Enfin, un autre type de modification posttraductionnelle assez commune est provoquée par deux protéines de la famille des polymérases poly (ADP-ribose) (PARP), soit PARP1 et PARP2. Ces enzymes peuvent agir autant comme senseur et comme médiateur du dommage, surtout dans le cas de bris simple brin et d’intermédiaires dans la réaction d’excision de base (BER) (Lord and Ashworth, 2012). PARP1/2 s’associe au bris simple brin grâce à des motifs doigts de zinc et produit des chaînes de poly (ADP-ribose) (PAR) qui sont assemblées sur diverses protéines, dont PARP elle-même, certaines histones et d’autres facteurs impliqués dans le BER (Ciccia and Elledge, 2010; Lord and Ashworth, 2012). Plusieurs protéines possèdent des domaines pouvant lier les chaînes PAR, ce qui supporte le recrutement par exemple de complexes qui remodèlent la chromatine afin d’assurer l’inhibition de la transcription sur des sites endommagés de l’ADN (Chou et al., 2010).

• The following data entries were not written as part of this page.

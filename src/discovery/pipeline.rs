use serde::Serialize;

use crate::error::FilterError;
use crate::models::{CategorySelection, Event, FilterState, SortStrategy, UserLocation};

use super::filter::{filter_by_category, filter_by_radius};
use super::sort::sort_events;

/// 不同页面之间的差异以配置表达：可选半径与可用排序方式
#[derive(Debug, Clone, PartialEq, Serialize)]
pub struct PipelineConfig {
    /// 可选半径（英里）
    pub radius_options: Vec<f64>,
    pub default_radius: f64,
    pub sort_strategies: Vec<SortStrategy>,
    pub default_sort: SortStrategy,
}

impl Default for PipelineConfig {
    fn default() -> Self {
        Self {
            radius_options: vec![1.0, 5.0, 10.0, 25.0],
            default_radius: 10.0,
            sort_strategies: vec![SortStrategy::Recent, SortStrategy::Popular, SortStrategy::Nearby],
            default_sort: SortStrategy::Recent,
        }
    }
}

#[derive(Debug, Clone)]
pub struct Pipeline {
    config: PipelineConfig,
}

impl Pipeline {
    pub fn new(config: PipelineConfig) -> Self {
        Self { config }
    }

    pub fn config(&self) -> &PipelineConfig {
        &self.config
    }

    pub fn default_filter(&self) -> FilterState {
        FilterState {
            category: CategorySelection::All,
            sort: self.config.default_sort,
            radius_miles: self.config.default_radius,
        }
    }

    pub fn check_radius(&self, radius_miles: f64) -> Result<f64, FilterError> {
        if self.config.radius_options.contains(&radius_miles) {
            Ok(radius_miles)
        } else {
            Err(FilterError::RadiusNotOffered(radius_miles))
        }
    }

    pub fn check_sort(&self, sort: SortStrategy) -> Result<SortStrategy, FilterError> {
        if self.config.sort_strategies.contains(&sort) {
            Ok(sort)
        } else {
            Err(FilterError::SortNotOffered(sort.to_string()))
        }
    }

    /// 由可选的请求参数构造筛选状态，缺省项取默认值
    pub fn filter_state(
        &self,
        category: Option<&str>,
        sort: Option<&str>,
        radius_miles: Option<f64>,
    ) -> Result<FilterState, FilterError> {
        let mut state = self.default_filter();
        if let Some(category) = category {
            state.category = category.parse()?;
        }
        if let Some(sort) = sort {
            state.sort = self.check_sort(sort.parse()?)?;
        }
        if let Some(radius) = radius_miles {
            state.radius_miles = self.check_radius(radius)?;
        }
        Ok(state)
    }

    /// 类别 → 半径 → 排序，顺序固定：先按半径排除没有坐标的活动再按距离排序
    pub fn run(
        &self,
        events: &[Event],
        filter: &FilterState,
        location: Option<&UserLocation>,
    ) -> Vec<Event> {
        let by_category = filter_by_category(events, filter.category);
        let in_range = filter_by_radius(&by_category, location, filter.radius_miles);
        sort_events(&in_range, filter.sort, location)
    }
}

#[cfg(test)]
mod tests {
    use super::*;
    use crate::models::EventCategory;

    #[test]
    fn missing_params_fall_back_to_defaults() {
        let pipeline = Pipeline::new(PipelineConfig::default());
        let state = pipeline.filter_state(None, None, None).unwrap();
        assert_eq!(state, pipeline.default_filter());
        assert_eq!(state.radius_miles, 10.0);
    }

    #[test]
    fn radius_must_be_offered() {
        let pipeline = Pipeline::new(PipelineConfig::default());
        assert_eq!(
            pipeline.filter_state(None, None, Some(7.0)),
            Err(FilterError::RadiusNotOffered(7.0))
        );
        assert_eq!(pipeline.filter_state(None, None, Some(25.0)).unwrap().radius_miles, 25.0);
    }

    #[test]
    fn disabled_sort_is_rejected() {
        let pipeline = Pipeline::new(PipelineConfig {
            sort_strategies: vec![SortStrategy::Recent],
            ..PipelineConfig::default()
        });
        assert!(matches!(
            pipeline.filter_state(None, Some("NEARBY"), None),
            Err(FilterError::SortNotOffered(_))
        ));
        let state = pipeline.filter_state(Some("FOOD"), Some("RECENT"), None).unwrap();
        assert_eq!(state.category, CategorySelection::Only(EventCategory::Food));
    }
}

En définitive, la réponse aux dommages à l’ADN qui vise la réparation de l’ADN est un processus très complexe qui requiert la reconnaissance du dommage par certains facteurs,

l’interaction directe entre plusieurs protéines, l’activation d’enzymes telles que des kinases et des ubiquitines ligases, l’interaction entre des sites phosphorylés, ubiquitinés, PARylés, etc, et encore d’autres facteurs qui vont soit assurer la réparation de l’ADN par différents mécanismes (BER, NHEJ, recombinaison homologue), soit déclencher une signalisation qui va se propager pour affecter plusieurs autres activités cellulaires.

Figure 7. Rôle de la phosphorylation de H2AX et du recrutement de MDC1 dans la propagation du signal initié par ATM sur un site de dommage à l’ADN.

Voir détails dans le texte. Tiré de (Lou et al., 2006).